I addressed in greater depth these points about the uniqueness of PBS programming in an article I wrote three years ago, at the time of another annual assault on public broadcasting funding. While I still believe that public broadcasting fills the same gaps left by the programming on network TV, cable and national commercial radio, I'm less certain that public funding doesn't imply some degree of compromise.

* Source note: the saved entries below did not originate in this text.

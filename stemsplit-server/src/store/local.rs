//! Filesystem-backed content store

use std::path::{Path, PathBuf};

use async_trait::async_trait;
use stemsplit_core::domain::media::MediaKind;
use tracing::debug;

use super::{ContentStore, StoreError, StoredObject, validate_key};

/// Content store writing objects below a root directory
///
/// Object URLs are `<files_url>/<key>`; the server mounts the root directory
/// at that URL.
#[derive(Debug, Clone)]
pub struct LocalContentStore {
    root: PathBuf,
    files_url: String,
}

impl LocalContentStore {
    /// Creates a store rooted at `root`, publicly reachable under `files_url`
    pub fn new(root: impl Into<PathBuf>, files_url: impl Into<String>) -> Self {
        let files_url = files_url.into();
        Self {
            root: root.into(),
            files_url: files_url.trim_end_matches('/').to_string(),
        }
    }

    /// Public URL for `key`
    pub fn url_for(&self, key: &str) -> String {
        format!("{}/{}", self.files_url, key)
    }

    fn key_from_url<'a>(&self, url: &'a str) -> Result<&'a str, StoreError> {
        url.strip_prefix(&self.files_url)
            .and_then(|rest| rest.strip_prefix('/'))
            .ok_or_else(|| StoreError::ForeignUrl(url.to_string()))
    }
}

#[async_trait]
impl ContentStore for LocalContentStore {
    async fn put(
        &self,
        key: &str,
        bytes: Vec<u8>,
        content_type: &str,
    ) -> Result<StoredObject, StoreError> {
        validate_key(key)?;

        let path = self.root.join(key);
        if let Some(parent) = path.parent() {
            tokio::fs::create_dir_all(parent).await?;
        }

        // Write beside the target and rename so readers never see a partial file
        let partial = path.with_file_name(format!(
            ".{}.part",
            path.file_name()
                .map(|n| n.to_string_lossy().into_owned())
                .unwrap_or_default()
        ));
        let size = bytes.len() as u64;
        tokio::fs::write(&partial, bytes).await?;
        tokio::fs::rename(&partial, &path).await?;

        debug!("Stored {} ({} bytes)", key, size);

        Ok(StoredObject {
            key: key.to_string(),
            url: self.url_for(key),
            size,
            content_type: content_type.to_string(),
        })
    }

    async fn delete(&self, url: &str) -> Result<(), StoreError> {
        let key = self.key_from_url(url)?;
        validate_key(key)?;

        match tokio::fs::remove_file(self.root.join(key)).await {
            Ok(()) => {
                debug!("Deleted {}", key);
                Ok(())
            }
            Err(e) if e.kind() == std::io::ErrorKind::NotFound => {
                Err(StoreError::NotFound(url.to_string()))
            }
            Err(e) => Err(StoreError::Io(e)),
        }
    }

    async fn list(&self, prefix: &str) -> Result<Vec<StoredObject>, StoreError> {
        let prefix = prefix.trim_matches('/');
        if !prefix.is_empty() {
            validate_key(prefix)?;
        }

        let mut objects = Vec::new();
        let mut pending = vec![prefix.to_string()];
        while let Some(dir_key) = pending.pop() {
            let mut entries = match tokio::fs::read_dir(self.root.join(&dir_key)).await {
                Ok(entries) => entries,
                Err(e) if e.kind() == std::io::ErrorKind::NotFound => continue,
                Err(e) => return Err(StoreError::Io(e)),
            };

            while let Some(entry) = entries.next_entry().await? {
                let name = entry.file_name().to_string_lossy().into_owned();
                // Hidden entries are in-flight `.part` writes
                if name.starts_with('.') {
                    continue;
                }
                let key = if dir_key.is_empty() {
                    name
                } else {
                    format!("{}/{}", dir_key, name)
                };

                let file_type = entry.file_type().await?;
                if file_type.is_dir() {
                    pending.push(key);
                } else if file_type.is_file() {
                    let size = entry.metadata().await?.len();
                    objects.push(StoredObject {
                        url: self.url_for(&key),
                        content_type: content_type_for(&key).to_string(),
                        key,
                        size,
                    });
                }
            }
        }

        objects.sort_by(|a, b| a.key.cmp(&b.key));
        debug!("Listed {} object(s) under '{}'", objects.len(), prefix);
        Ok(objects)
    }
}

fn content_type_for(key: &str) -> &'static str {
    Path::new(key)
        .extension()
        .and_then(|e| e.to_str())
        .and_then(MediaKind::from_extension)
        .map(MediaKind::mime)
        .unwrap_or("application/octet-stream")
}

Any time programmers are dependent on politicians for any part of their funding, there's always the risk that they'll water down programming to suit the agenda of those in power, even without being directly pressured to do so. (A recent example: last fall's censoring of a long Tina Fey joke at Sarah Palin's expense during a PBS special that aired the same week that Tea Party Republicans swept to electoral victory in the House.) But having all-commercial patronage doesn't make programming any less susceptible to bias and spin; it's just a question of whether you want to be spun in favor of the agenda of corporations or that of elected representatives.If the Hart Research/American Viewpoint study is correct, most people don't mind paying for the latter type of spin, and they did not vote for their congressmen hoping that the House would kill programming they enjoy in order to save them $1.35. If PBS and NPR can argue that their programming is a public good because voters say it is, isn't that enough of an argument to keep funding it, and to not have to re-fight the same battle year after year?